▸ Task objective: Search the records for the word "temp". Copy every line where it appears.
════════════════════
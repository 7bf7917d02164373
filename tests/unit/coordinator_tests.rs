//! Unit tests for tool status sequencing.

use std::sync::Arc;
use std::time::Duration;

use futures_util::future::BoxFuture;
use futures_util::StreamExt;
use serde_json::{json, Value};

use acp_turn_agent::protocol::ToolRequest;
use acp_turn_agent::tools::{
    Tool, ToolCallContent, ToolCallStatus, ToolContext, ToolCoordinator, ToolError,
    ToolInvocation, ToolOutput, ToolRegistry,
};

struct EchoTool;

impl Tool for EchoTool {
    fn name(&self) -> &str {
        "echo"
    }

    fn description(&self) -> &str {
        "Echo the `text` field"
    }

    fn call(
        &self,
        input: Value,
        _context: ToolContext,
    ) -> BoxFuture<'static, Result<ToolOutput, ToolError>> {
        Box::pin(async move {
            input
                .get("text")
                .and_then(Value::as_str)
                .map(ToolOutput::text)
                .ok_or_else(|| ToolError::Runtime("no text".into()))
        })
    }
}

struct PanickingTool;

impl Tool for PanickingTool {
    fn name(&self) -> &str {
        "boom"
    }

    fn description(&self) -> &str {
        "Panics"
    }

    fn call(
        &self,
        _input: Value,
        _context: ToolContext,
    ) -> BoxFuture<'static, Result<ToolOutput, ToolError>> {
        Box::pin(async move {
            tokio::time::sleep(Duration::from_millis(1)).await;
            panic!("tool exploded")
        })
    }
}

fn coordinator() -> ToolCoordinator {
    let mut registry = ToolRegistry::new();
    registry.register(Arc::new(EchoTool)).expect("register echo");
    registry.register(Arc::new(PanickingTool)).expect("register boom");
    ToolCoordinator::new(Arc::new(registry))
}

fn request(name: &str, input: Value) -> ToolRequest {
    ToolRequest {
        id: "toolu_42".into(),
        name: name.into(),
        input,
    }
}

#[tokio::test]
async fn successful_tool_yields_pending_in_progress_completed() {
    let updates: Vec<_> = coordinator()
        .execute("s-1", request("echo", json!({ "text": "hi" })))
        .into_stream()
        .collect()
        .await;

    let statuses: Vec<_> = updates.iter().map(|u| u.status).collect();
    assert_eq!(
        statuses,
        vec![
            ToolCallStatus::Pending,
            ToolCallStatus::InProgress,
            ToolCallStatus::Completed
        ]
    );
    assert!(updates.iter().all(|u| u.tool_call_id == "toolu_42"));
    assert_eq!(updates[0].raw_input, Some(json!({ "text": "hi" })));
    assert_eq!(
        updates[2].content,
        Some(ToolCallContent::Text { text: "hi".into() })
    );
}

#[tokio::test]
async fn unknown_tool_fails_without_in_progress() {
    let updates: Vec<_> = coordinator()
        .execute("s-1", request("missing", json!({})))
        .into_stream()
        .collect()
        .await;

    assert_eq!(updates.len(), 2);
    assert_eq!(updates[0].status, ToolCallStatus::Pending);
    assert_eq!(updates[1].status, ToolCallStatus::Failed);
    assert_eq!(
        updates[1].content,
        Some(ToolCallContent::Error {
            error: ToolError::NotFound("missing".into())
        })
    );
}

#[tokio::test]
async fn invalid_input_fails_before_running() {
    let updates: Vec<_> = coordinator()
        .execute("s-1", request("echo", json!("not an object")))
        .into_stream()
        .collect()
        .await;

    let statuses: Vec<_> = updates.iter().map(|u| u.status).collect();
    assert_eq!(statuses, vec![ToolCallStatus::Pending, ToolCallStatus::Failed]);
}

#[tokio::test]
async fn tool_runtime_error_is_failed_status() {
    let updates: Vec<_> = coordinator()
        .execute("s-1", request("echo", json!({})))
        .into_stream()
        .collect()
        .await;

    let last = updates.last().expect("terminal update");
    assert_eq!(last.status, ToolCallStatus::Failed);
    let (text, is_error) = last.content.as_ref().expect("content").to_result_text();
    assert!(is_error);
    assert_eq!(text, "tool error: no text");
}

#[tokio::test]
async fn panicking_tool_is_reported_as_failure() {
    let mut execution = coordinator().execute("s-1", request("boom", json!({})));

    let mut last = None;
    while let Some(update) = execution.next_update().await {
        last = Some(update);
    }

    assert_eq!(last.expect("terminal").status, ToolCallStatus::Failed);
    assert_eq!(execution.invocation().status(), ToolCallStatus::Failed);
    assert!(execution.next_update().await.is_none(), "not restartable");
}

#[test]
fn invocation_rejects_backward_transitions() {
    let mut invocation = ToolInvocation::new("t1");

    invocation.start().expect("pending -> in_progress");
    assert!(invocation.start().is_err());
    invocation
        .finish(ToolCallContent::Text { text: "ok".into() })
        .expect("in_progress -> completed");
    assert!(invocation
        .finish(ToolCallContent::Text { text: "again".into() })
        .is_err());
    assert_eq!(invocation.status(), ToolCallStatus::Completed);
}

#[test]
fn registry_rejects_duplicates_and_lists_sorted() {
    let mut registry = ToolRegistry::new();
    registry.register(Arc::new(EchoTool)).expect("first");
    registry.register(Arc::new(PanickingTool)).expect("second");

    assert!(registry.register(Arc::new(EchoTool)).is_err());
    assert_eq!(registry.names(), vec!["boom", "echo"]);
    assert_eq!(registry.len(), 2);
}

#[test]
fn builtin_registry_has_file_tools() {
    let temp = tempfile::tempdir().expect("tempdir");

    let registry = ToolRegistry::with_builtin_tools(temp.path()).expect("builtins");

    assert_eq!(registry.names(), vec!["list_directory", "read_file"]);
}

#[tokio::test]
async fn abandoned_execution_closes_with_one_failed_update() {
    let mut execution = coordinator().execute("s-1", request("echo", json!({ "text": "hi" })));
    execution.next_update().await.expect("pending");
    execution.next_update().await.expect("in_progress");

    let closing = execution.abandon("cancelled").expect("terminal update");

    assert_eq!(closing.status, ToolCallStatus::Failed);
    assert_eq!(
        closing.content,
        Some(ToolCallContent::Error {
            error: ToolError::Runtime("cancelled".into())
        })
    );
    assert_eq!(execution.invocation().status(), ToolCallStatus::Failed);
    assert!(execution.next_update().await.is_none());
    assert!(execution.abandon("cancelled").is_none());
}

#[tokio::test]
async fn abandon_before_announcement_emits_nothing() {
    let mut execution = coordinator().execute("s-1", request("echo", json!({ "text": "hi" })));

    assert!(execution.abandon("cancelled").is_none());
    assert!(execution.next_update().await.is_none());
}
════════════════════
▸ Answer to this task:
    let temp = tempfile::tempdir().expect("tempdir");
    let registry = ToolRegistry::with_builtin_tools(temp.path()).expect("builtins");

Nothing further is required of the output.